一見ふわふわと人を流すようでいて、本質はきっと、誰よりも他人に敏感なのだ。

カフェを出ると、風が少しだけ強くなっていた。

社用車に乗り込んだ車内、窓を少しだけ開けて走ると、秋の乾いた空気が頬にあたった。

「…あのドーナツ、意外とうまかったですね」

運転席の晴臣が呟くと、助手席の岡田が首を傾げた。

「せやな。ようあるチェーンの味やったけど」

「課長、甘いの好きなんですね」

「まあな。甘いもんは嘘つかへんし」

「…それ、妙な理屈ですね」

「ほんまやろ?人間は平気で裏切るけど、砂糖は絶対に甘いからな」

晴臣はその言葉に小さく息を漏らした。笑ったのか、呆れたのか、自分でも判別がつかない。

ふと、信号待ちで車が止まった。

横顔を、また見てしまった。

岡田の髪が風に少しだけ揺れて、前髪が眉の上にかかっていた。その下にある目元が、先ほどのカフェで見せたものとはまた違って見える。気怠げでいて、芯がある。ひとことで言えば、整っている顔立ちだった。

「…晴臣くん」

「はい」

「さっきの、B社の部長な。あの人、昔から理屈に弱いわりに、プライド高いねん」

「そうだったんですか」

「うん。せやから、あれ以上押したら、多分帰らされとったで」

「…そうですか」

岡田は笑わなかった。ただ、前を向いたまま、ゆっくりと首を横に傾けた。

「ほんまにええ案やったと思う。主任の組み立ては、隙がない」

「ありがとうございます」

「せやけどな…人って、正しすぎると逆に怖いねん」

「…」

「ちょっとだけ、余白あったほうが、相手も寄ってきやすい」

それは、自分にとって一番不得意な領域だった。

晴臣は青信号になったことに気づき、ブレーキを離した。

アクセルを踏む足に、少しだけ力が入っていた。
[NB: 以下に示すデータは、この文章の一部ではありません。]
//! Memory of one batch row.

use super::step::StepMemory;
use crate::template::{ReferenceScope, SECRET_SEGMENT, VARIABLE_SEGMENT};
use crate::value::{Map, Path, PathError, PathSegment, Value};
use indexmap::IndexMap;
use serde::{Deserialize, Serialize};
use std::borrow::Cow;

/// Everything a row's templates can reference.
///
/// References resolve by first segment: `variable`, `secret`, a step ID,
/// then a binding name (iterator elements and indexes). Inside an
/// iteration, `[name]` in a reference is replaced by the iteration index
/// bound to `name` before the reference is parsed.
#[derive(Debug, Clone, Default, PartialEq, Serialize, Deserialize)]
pub struct RowMemory {
    /// Bound variables.
    pub variables: Value,
    /// Secrets.
    pub secrets: Value,
    /// System variables passed to component executions.
    pub system: Value,
    /// Step memories.
    pub steps: IndexMap<String, StepMemory>,
    /// Extra names bound in the row.
    pub bindings: Map,
    /// Iteration indexes substituted for `[name]` in references.
    #[serde(default, skip_serializing_if = "IndexMap::is_empty")]
    pub indexes: IndexMap<String, i64>,
    /// Rendered pipeline output.
    #[serde(default, skip_serializing_if = "Option::is_none")]
    pub output: Option<Value>,
}

impl RowMemory {
    /// Creates a row with variables and secrets.
    #[must_use]
    pub fn new(variables: Value, secrets: Value) -> Self {
        Self {
            variables,
            secrets,
            system: Value::empty_map(),
            ..Self::default()
        }
    }

    /// Sets the system variables.
    #[must_use]
    pub fn with_system(mut self, system: Value) -> Self {
        self.system = system;
        self
    }

    /// Binds an iteration index, usable as `${name}` and as `[name]`.
    pub fn bind_index(&mut self, name: impl Into<String>, index: i64) {
        let name = name.into();
        self.bindings.insert(name.clone(), Value::Int(index));
        self.indexes.insert(name, index);
    }

    /// Replaces every `[name]` of a bound index with `[n]`.
    #[must_use]
    pub fn substitute_indexes<'a>(&self, text: &'a str) -> Cow<'a, str> {
        let mut out = Cow::Borrowed(text);
        for (name, index) in &self.indexes {
            let pattern = format!("[{name}]");
            if out.contains(&pattern) {
                out = Cow::Owned(out.replace(&pattern, &format!("[{index}]")));
            }
        }
        out
    }

    /// Returns the composed view used by condition evaluation.
    #[must_use]
    pub fn to_value(&self) -> Value {
        let mut map = Map::with_capacity(self.steps.len() + self.bindings.len() + 2);
        map.insert(VARIABLE_SEGMENT.to_string(), self.variables.clone());
        map.insert(SECRET_SEGMENT.to_string(), self.secrets.clone());
        for (id, step) in &self.steps {
            map.insert(id.clone(), step.to_value());
        }
        for (name, value) in &self.bindings {
            map.entry(name.clone()).or_insert_with(|| value.clone());
        }
        Value::Map(map)
    }
}

impl ReferenceScope for RowMemory {
    fn resolve(&self, path: &Path) -> Result<Value, PathError> {
        let Some(first) = path.first() else {
            return Ok(self.to_value());
        };
        let PathSegment::Key(name) = first else {
            return Err(PathError::Syntax {
                path: path.to_string(),
                reason: "reference must start with a name",
            });
        };

        let rest = path.rest();
        match name.as_str() {
            VARIABLE_SEGMENT => self.variables.lookup(&rest).cloned(),
            SECRET_SEGMENT => self.secrets.lookup(&rest).cloned(),
            _ => {
                if let Some(step) = self.steps.get(name) {
                    step.resolve(&rest)
                } else if let Some(binding) = self.bindings.get(name) {
                    binding.lookup(&rest).cloned()
                } else {
                    Err(PathError::KeyNotFound(name.clone()))
                }
            }
        }
    }

    fn rewrite<'a>(&self, reference: &'a str) -> Cow<'a, str> {
        self.substitute_indexes(reference)
    }
}

#[cfg(test)]
mod tests {
    use super::*;
    use crate::memory::StepField;
    use crate::template::render;
    use pretty_assertions::assert_eq;

    fn row() -> RowMemory {
        let mut row = RowMemory::new(
            Value::map_from([("prompt", Value::from("hi"))]),
            Value::map_from([("token", Value::from("abc"))]),
        );
        let mut step = StepMemory::default();
        step.set_field(StepField::Output, Value::map_from([("text", Value::from("HI"))]));
        row.steps.insert("upper".to_string(), step);
        row.bindings.insert(
            "loop".to_string(),
            Value::map_from([("element", Value::from("e0"))]),
        );
        row.bindings.insert("i".to_string(), Value::Int(0));
        row
    }

    #[test]
    fn test_resolves_by_first_segment() {
        let row = row();
        let get = |p: &str| row.resolve(&Path::parse(p).unwrap());
        assert_eq!(get("variable.prompt").unwrap(), Value::from("hi"));
        assert_eq!(get("secret.token").unwrap(), Value::from("abc"));
        assert_eq!(get("upper.output.text").unwrap(), Value::from("HI"));
        assert_eq!(get("loop.element").unwrap(), Value::from("e0"));
        assert_eq!(get("i").unwrap(), Value::Int(0));
        assert_eq!(get("nope.x"), Err(PathError::KeyNotFound("nope".into())));
    }

    #[test]
    fn test_render_against_row() {
        let template = Value::from("${upper.output.text} ${variable.prompt} #${i}");
        assert_eq!(render(&template, &row(), false).unwrap(), Value::from("HI hi #0"));
    }

    #[test]
    fn test_index_substitution() {
        let mut row = row();
        row.bindings.insert(
            "items".to_string(),
            Value::Array(vec![Value::from("zero"), Value::from("one")]),
        );
        row.bind_index("j", 1);

        assert_eq!(row.substitute_indexes("${items[j]} [i]"), "${items[1]} [i]");
        let template = Value::from("${items[j]}#${j}");
        assert_eq!(render(&template, &row, false).unwrap(), Value::from("one#1"));
    }

    #[test]
    fn test_composed_view() {
        let view = row().to_value();
        assert_eq!(view.lookup_str("upper.status.completed").unwrap(), &Value::Bool(false));
        assert_eq!(view.lookup_str("loop.element").unwrap(), &Value::from("e0"));
        assert_eq!(view.lookup_str("variable.prompt").unwrap(), &Value::from("hi"));
    }
}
指先にも、熱がこもっていた。

「…努力します」

「うん、それでええ」

岡田が、ふっと笑った。

その笑顔が、今度は心からのものに見えた。

そして晴臣は、ふと気づいた。

車内が静かだった。風が止まっていた。自分の中の何かも、わずかに変わっていた。

たった一つの横顔が、こんなにも揺らぎを生むなんて。自分は、知らなかった。